■ Work instruction
The entries that follow include a run beginning at the line with "self.shutdown.store(true, Ordering::Release);" and ending at the line with "pub fn queue_names(&self)"; restate that run word for word and leave the rest out.

____________

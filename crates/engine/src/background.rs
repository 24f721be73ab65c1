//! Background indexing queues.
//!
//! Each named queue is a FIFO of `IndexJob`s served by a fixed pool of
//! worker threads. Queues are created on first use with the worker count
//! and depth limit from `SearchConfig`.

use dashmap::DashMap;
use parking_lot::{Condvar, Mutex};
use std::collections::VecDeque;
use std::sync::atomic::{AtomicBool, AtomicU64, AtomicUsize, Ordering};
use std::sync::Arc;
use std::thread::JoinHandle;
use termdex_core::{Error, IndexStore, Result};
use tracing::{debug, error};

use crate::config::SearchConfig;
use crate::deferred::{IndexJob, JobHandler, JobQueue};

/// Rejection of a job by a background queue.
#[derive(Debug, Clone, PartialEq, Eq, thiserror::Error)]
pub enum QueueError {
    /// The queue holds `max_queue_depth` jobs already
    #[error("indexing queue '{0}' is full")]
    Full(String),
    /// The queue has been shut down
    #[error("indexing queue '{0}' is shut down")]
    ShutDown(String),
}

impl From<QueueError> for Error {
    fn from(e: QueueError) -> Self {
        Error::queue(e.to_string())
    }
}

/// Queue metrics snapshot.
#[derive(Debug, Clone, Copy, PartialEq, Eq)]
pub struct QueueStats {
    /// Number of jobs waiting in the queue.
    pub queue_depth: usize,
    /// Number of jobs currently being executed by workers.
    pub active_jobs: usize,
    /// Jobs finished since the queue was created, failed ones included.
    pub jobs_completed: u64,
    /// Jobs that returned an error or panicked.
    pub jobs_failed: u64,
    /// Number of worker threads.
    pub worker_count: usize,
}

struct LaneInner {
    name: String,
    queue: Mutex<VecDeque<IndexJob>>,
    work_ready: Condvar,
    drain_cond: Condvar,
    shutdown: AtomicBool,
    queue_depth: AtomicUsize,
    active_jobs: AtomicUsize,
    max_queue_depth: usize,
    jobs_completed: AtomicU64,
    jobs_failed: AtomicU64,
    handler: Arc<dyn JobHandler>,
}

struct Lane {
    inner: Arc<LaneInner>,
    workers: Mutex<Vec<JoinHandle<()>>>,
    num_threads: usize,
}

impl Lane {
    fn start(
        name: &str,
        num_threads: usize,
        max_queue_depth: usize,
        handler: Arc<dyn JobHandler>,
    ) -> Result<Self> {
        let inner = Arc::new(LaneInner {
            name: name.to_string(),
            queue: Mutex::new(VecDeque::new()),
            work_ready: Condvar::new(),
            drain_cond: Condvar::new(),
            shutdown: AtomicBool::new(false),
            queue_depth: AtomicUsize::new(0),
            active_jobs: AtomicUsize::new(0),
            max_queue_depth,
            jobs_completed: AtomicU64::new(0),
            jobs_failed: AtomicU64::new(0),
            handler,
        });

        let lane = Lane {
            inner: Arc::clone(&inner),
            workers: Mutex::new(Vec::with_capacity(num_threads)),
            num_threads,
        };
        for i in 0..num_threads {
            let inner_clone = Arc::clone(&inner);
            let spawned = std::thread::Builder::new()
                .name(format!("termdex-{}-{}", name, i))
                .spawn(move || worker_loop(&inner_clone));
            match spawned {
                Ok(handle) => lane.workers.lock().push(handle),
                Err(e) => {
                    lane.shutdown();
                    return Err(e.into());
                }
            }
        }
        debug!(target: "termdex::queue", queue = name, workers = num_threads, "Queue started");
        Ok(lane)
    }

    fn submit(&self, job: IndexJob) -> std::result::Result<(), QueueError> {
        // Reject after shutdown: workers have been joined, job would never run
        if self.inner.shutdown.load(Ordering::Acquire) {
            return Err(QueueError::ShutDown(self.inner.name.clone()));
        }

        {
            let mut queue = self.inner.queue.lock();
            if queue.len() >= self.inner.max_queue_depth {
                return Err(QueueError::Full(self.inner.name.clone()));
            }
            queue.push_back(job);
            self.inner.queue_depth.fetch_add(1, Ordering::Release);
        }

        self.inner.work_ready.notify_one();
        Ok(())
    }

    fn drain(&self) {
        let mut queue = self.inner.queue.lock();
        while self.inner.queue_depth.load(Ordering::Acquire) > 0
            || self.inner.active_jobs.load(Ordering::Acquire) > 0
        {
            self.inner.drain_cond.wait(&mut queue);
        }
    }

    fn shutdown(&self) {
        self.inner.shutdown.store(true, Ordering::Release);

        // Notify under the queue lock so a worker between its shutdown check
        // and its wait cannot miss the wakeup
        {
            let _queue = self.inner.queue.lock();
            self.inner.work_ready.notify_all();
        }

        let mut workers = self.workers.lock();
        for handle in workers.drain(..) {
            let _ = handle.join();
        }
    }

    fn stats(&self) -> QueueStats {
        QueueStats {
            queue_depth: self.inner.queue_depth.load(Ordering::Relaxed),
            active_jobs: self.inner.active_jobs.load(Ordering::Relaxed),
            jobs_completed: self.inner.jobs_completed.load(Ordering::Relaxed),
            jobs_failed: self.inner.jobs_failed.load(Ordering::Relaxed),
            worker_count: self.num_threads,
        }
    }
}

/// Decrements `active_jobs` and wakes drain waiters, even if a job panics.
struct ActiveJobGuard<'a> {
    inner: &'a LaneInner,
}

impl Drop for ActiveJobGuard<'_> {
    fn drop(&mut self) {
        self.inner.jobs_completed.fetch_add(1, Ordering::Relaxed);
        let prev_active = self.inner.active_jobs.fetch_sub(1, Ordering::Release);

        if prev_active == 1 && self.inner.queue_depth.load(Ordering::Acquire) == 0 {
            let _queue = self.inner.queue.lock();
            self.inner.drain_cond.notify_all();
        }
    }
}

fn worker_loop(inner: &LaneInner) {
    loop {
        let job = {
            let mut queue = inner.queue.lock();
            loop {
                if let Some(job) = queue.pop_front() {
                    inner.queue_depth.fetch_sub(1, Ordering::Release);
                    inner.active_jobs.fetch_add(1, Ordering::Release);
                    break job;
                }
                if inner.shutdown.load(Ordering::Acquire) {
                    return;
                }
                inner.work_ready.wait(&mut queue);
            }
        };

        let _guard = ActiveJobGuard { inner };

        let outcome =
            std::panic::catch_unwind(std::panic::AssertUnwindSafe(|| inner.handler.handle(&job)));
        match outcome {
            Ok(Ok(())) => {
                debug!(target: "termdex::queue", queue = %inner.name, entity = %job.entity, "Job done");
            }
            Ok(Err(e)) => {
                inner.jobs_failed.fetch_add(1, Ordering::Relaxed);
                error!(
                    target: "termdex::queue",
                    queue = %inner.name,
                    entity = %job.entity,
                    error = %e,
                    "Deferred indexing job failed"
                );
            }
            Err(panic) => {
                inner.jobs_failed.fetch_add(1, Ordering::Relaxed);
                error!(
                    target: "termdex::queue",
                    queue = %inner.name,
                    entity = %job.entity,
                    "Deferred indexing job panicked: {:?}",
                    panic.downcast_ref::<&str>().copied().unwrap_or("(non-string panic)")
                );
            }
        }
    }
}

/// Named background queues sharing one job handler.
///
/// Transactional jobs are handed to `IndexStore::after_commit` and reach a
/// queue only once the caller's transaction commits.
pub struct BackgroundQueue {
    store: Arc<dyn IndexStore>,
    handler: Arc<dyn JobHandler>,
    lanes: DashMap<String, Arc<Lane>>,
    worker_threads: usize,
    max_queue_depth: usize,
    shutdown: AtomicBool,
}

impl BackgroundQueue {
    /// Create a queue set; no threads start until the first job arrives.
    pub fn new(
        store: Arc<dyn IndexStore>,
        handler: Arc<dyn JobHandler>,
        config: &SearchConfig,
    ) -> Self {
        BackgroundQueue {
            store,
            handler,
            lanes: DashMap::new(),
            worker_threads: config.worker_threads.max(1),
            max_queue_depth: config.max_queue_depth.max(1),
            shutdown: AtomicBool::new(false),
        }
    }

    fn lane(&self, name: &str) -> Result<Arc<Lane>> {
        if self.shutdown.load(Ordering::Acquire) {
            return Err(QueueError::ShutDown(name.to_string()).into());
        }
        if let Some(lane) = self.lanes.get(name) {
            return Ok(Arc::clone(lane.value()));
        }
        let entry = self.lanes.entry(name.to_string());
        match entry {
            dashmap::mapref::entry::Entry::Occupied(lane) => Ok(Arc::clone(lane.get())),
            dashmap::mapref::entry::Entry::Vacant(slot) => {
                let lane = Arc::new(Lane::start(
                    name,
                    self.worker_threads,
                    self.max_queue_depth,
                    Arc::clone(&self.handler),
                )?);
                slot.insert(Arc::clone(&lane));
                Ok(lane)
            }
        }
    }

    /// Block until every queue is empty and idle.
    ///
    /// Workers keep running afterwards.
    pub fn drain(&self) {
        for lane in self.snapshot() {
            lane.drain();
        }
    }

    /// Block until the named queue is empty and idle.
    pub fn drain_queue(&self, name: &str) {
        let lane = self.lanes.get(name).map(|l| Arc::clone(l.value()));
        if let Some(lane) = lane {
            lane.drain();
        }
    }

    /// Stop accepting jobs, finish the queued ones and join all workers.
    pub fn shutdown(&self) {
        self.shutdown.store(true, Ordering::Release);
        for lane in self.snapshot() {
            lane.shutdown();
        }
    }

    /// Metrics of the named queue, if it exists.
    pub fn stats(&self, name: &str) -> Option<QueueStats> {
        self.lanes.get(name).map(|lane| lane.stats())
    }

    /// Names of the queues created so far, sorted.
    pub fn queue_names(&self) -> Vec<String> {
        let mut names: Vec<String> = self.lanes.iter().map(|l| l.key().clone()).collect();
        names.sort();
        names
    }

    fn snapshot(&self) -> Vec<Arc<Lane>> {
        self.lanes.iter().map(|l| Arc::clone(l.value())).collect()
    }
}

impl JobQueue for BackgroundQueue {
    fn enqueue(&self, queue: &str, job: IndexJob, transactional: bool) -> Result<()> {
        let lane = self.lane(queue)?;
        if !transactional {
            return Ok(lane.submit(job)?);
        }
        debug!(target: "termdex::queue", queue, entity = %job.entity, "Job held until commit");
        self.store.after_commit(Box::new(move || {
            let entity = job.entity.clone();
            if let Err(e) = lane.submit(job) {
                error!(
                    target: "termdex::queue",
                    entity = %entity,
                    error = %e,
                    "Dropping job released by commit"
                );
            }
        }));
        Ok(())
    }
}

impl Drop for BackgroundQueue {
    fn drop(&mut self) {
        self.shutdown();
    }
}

____________

■ Exercise output
        self.shutdown.store(true, Ordering::Release);
        for lane in self.snapshot() {
            lane.shutdown();
        }
    }

    /// Metrics of the named queue, if it exists.
    pub fn stats(&self, name: &str) -> Option<QueueStats> {
        self.lanes.get(name).map(|lane| lane.stats())
    }

    /// Names of the queues created so far, sorted.
    pub fn queue_names(&self) -> Vec<String> {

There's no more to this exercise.